Korbinian Bachl wrote:
-----Ursprüngliche Nachricht-----
How would I detect a crawler? By the user agent string.
This is not cloaking. Nor it is a sneaky redirect! In fact,
there is no redirect for crawler at all.
The only difference is that if there is a link in document
/my/page and crawler follows the link, the page gets displayed
However, if a regular visitor (not a crawler) follows the
link, he is redirected to /my/page[24] (for example)
It's either a) or b). Google (nor any other crawler) won't
see both of those.
The idea is to hide as much session relative stuff from
google as possible.
Ah! - here lies the problem. You think a crawler is coming, saying he is a
crawler and then indexing. In reality it will go similar to this:
-> search engine wants to index foo.com/bar
-> spider goes to foo.com/bar, having user agent "Google Bot" and known
google.com IP
-> data from spider is saved by google.com
-> some time goes by
-> 2nd spider to foo.com/bar, having user agent "IE 6.0" (or any other
possible browser) and unknown IP, however this is also a spider
-> data from spider2 is savedby google.com
-> as the results from spider1, and 2, are not the same, the procedure is
rewinded - the result is same: actions in case of "Googlebot" is not same as
in case of "IE 6.0"
-> site is marked as cloaked, not visited anymore and banned from index
this behavior is known - spiders rarely say that they are spiders, often
faking user agent and IPs to detect frauds - that youre not doing any fraud
doenst care google - they see youre behaviour and react to their guidelines.

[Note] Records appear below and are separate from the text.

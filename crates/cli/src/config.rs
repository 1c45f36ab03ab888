//! Analysis configuration file
//!
//! A JSON document whose keys mirror the algorithm parameter structs. Every
//! key is optional; command-line flags override what the file sets.
//!
//! ```json
//! {
//!   "cost_function": "tobler",
//!   "water": { "kind": "occurrence", "threshold": 90 },
//!   "network": {
//!     "cushion": 1.1,
//!     "corridor": {
//!       "schedule": [
//!         { "scale": 50, "tolerance": { "kind": "fraction_of_min", "value": 0.05 } },
//!         { "scale": 25, "tolerance": { "kind": "scale_previous", "value": 0.005 } }
//!       ]
//!     }
//!   },
//!   "trace": { "max_steps": 300, "source_threshold": 5.0 }
//! }
//! ```

use anyhow::{Context, Result};
use serde::{Deserialize, Serialize};
use std::path::Path;
use std::str::FromStr;

use travesia_algorithms::corridor::NetworkParams;
use travesia_algorithms::cost::{CostFunction, WaterMaskSource};
use travesia_algorithms::path::TraceParams;

/// Cost model selector. The anisotropic azimuth comes from the endpoints.
#[derive(Debug, Clone, Copy, Default, PartialEq, Eq, Serialize, Deserialize)]
#[serde(rename_all = "snake_case")]
pub enum CostKind {
    #[default]
    Tobler,
    Quadratic,
    AnisotropicTobler,
}

impl CostKind {
    /// Concrete model; `azimuth` is only read by the anisotropic kind.
    pub fn with_azimuth(self, azimuth: f64) -> CostFunction {
        match self {
            CostKind::Tobler => CostFunction::Tobler,
            CostKind::Quadratic => CostFunction::Quadratic,
            CostKind::AnisotropicTobler => CostFunction::AnisotropicTobler { azimuth },
        }
    }
}

impl FromStr for CostKind {
    type Err = anyhow::Error;

    fn from_str(s: &str) -> Result<Self> {
        match s.to_lowercase().as_str() {
            "tobler" => Ok(CostKind::Tobler),
            "quadratic" | "quad" => Ok(CostKind::Quadratic),
            "anisotropic" | "anisotropic_tobler" | "anisotropic-tobler" => Ok(CostKind::AnisotropicTobler),
            _ => anyhow::bail!("Unknown cost function: {}. Use tobler, quadratic, or anisotropic.", s),
        }
    }
}

#[derive(Debug, Clone, PartialEq, Serialize, Deserialize)]
#[serde(default)]
pub struct AnalysisConfig {
    pub cost_function: CostKind,
    pub water: WaterMaskSource,
    /// Horizontal-to-vertical unit conversion for slope
    pub z_factor: f64,
    pub network: NetworkParams,
    pub trace: TraceParams,
}

impl Default for AnalysisConfig {
    fn default() -> Self {
        Self {
            cost_function: CostKind::default(),
            water: WaterMaskSource::default(),
            z_factor: 1.0,
            network: NetworkParams::default(),
            trace: TraceParams::default(),
        }
    }
}

impl AnalysisConfig {
    pub fn from_path(path: &Path) -> Result<Self> {
        let text = std::fs::read_to_string(path)
            .with_context(|| format!("Failed to read config: {}", path.display()))?;
        serde_json::from_str(&text).with_context(|| format!("Invalid config: {}", path.display()))
    }

    /// The file at `path`, or the defaults when no file is given.
    pub fn load(path: Option<&Path>) -> Result<Self> {
        match path {
            Some(p) => Self::from_path(p),
            None => Ok(Self::default()),
        }
    }
}

#[cfg(test)]
mod tests {
    use super::*;
    use std::io::Write;
    use travesia_algorithms::corridor::Tolerance;
    use travesia_algorithms::path::StepModel;

    #[test]
    fn test_empty_object_is_default() {
        let config: AnalysisConfig = serde_json::from_str("{}").unwrap();
        assert_eq!(config, AnalysisConfig::default());
    }

    #[test]
    fn test_partial_config() {
        let json = r#"{
            "cost_function": "quadratic",
            "water": { "kind": "elevation_heuristic", "sea_level": 2.5 },
            "network": {
                "cushion": 1.5,
                "corridor": {
                    "schedule": [
                        { "scale": 10, "tolerance": { "kind": "absolute", "value": 40 } }
                    ]
                }
            },
            "trace": { "max_steps": 50, "step_model": { "kind": "bearing", "directions": "four", "step_length": 30 } }
        }"#;
        let config: AnalysisConfig = serde_json::from_str(json).unwrap();

        assert_eq!(config.cost_function, CostKind::Quadratic);
        assert_eq!(config.water, WaterMaskSource::ElevationHeuristic { sea_level: 2.5 });
        assert_eq!(config.network.cushion, 1.5);
        assert_eq!(config.network.corridor.schedule.len(), 1);
        assert_eq!(config.network.corridor.schedule.rounds[0].tolerance, Tolerance::Absolute(40.0));
        assert_eq!(config.trace.max_steps, 50);
        assert_eq!(config.trace.source_threshold, 5.0);
        assert!(matches!(config.trace.step_model, StepModel::Bearing { step_length, .. } if step_length == 30.0));
    }

    #[test]
    fn test_from_path() {
        let mut file = tempfile::NamedTempFile::new().unwrap();
        write!(file, r#"{{ "z_factor": 0.5 }}"#).unwrap();

        let config = AnalysisConfig::from_path(file.path()).unwrap();
        assert_eq!(config.z_factor, 0.5);
        assert_eq!(config.cost_function, CostKind::Tobler);
    }

    #[test]
    fn test_from_path_rejects_bad_json() {
        let mut file = tempfile::NamedTempFile::new().unwrap();
        write!(file, "{{ not json").unwrap();
        assert!(AnalysisConfig::from_path(file.path()).is_err());
    }

    #[test]
    fn test_cost_kind_parse() {
        assert_eq!("Tobler".parse::<CostKind>().unwrap(), CostKind::Tobler);
        assert_eq!("anisotropic".parse::<CostKind>().unwrap(), CostKind::AnisotropicTobler);
        assert!("cheapest".parse::<CostKind>().is_err());
        assert_eq!(
            CostKind::AnisotropicTobler.with_azimuth(90.0),
            CostFunction::AnisotropicTobler { azimuth: 90.0 }
        );
    }
}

Just look that even having a JavaScript redirects for different user agents
can be treated as claoking (I refer to the action google did against bmw.de
and some other very big companies some months ago).
But this is not cloaking. Every time you get exactly the _same_ content!
Cloaking is providing different content for same url depending of the
nature of visitor. That is far from what's going on here.
We always serve same content.
Only if the user agent is not google, you get one more redirect.
Anyway, google doesn't ban a site automatically. Every suspect is passed
to the human reviewers, to decide whether it is cloaking or not.
Regards,
Korbinian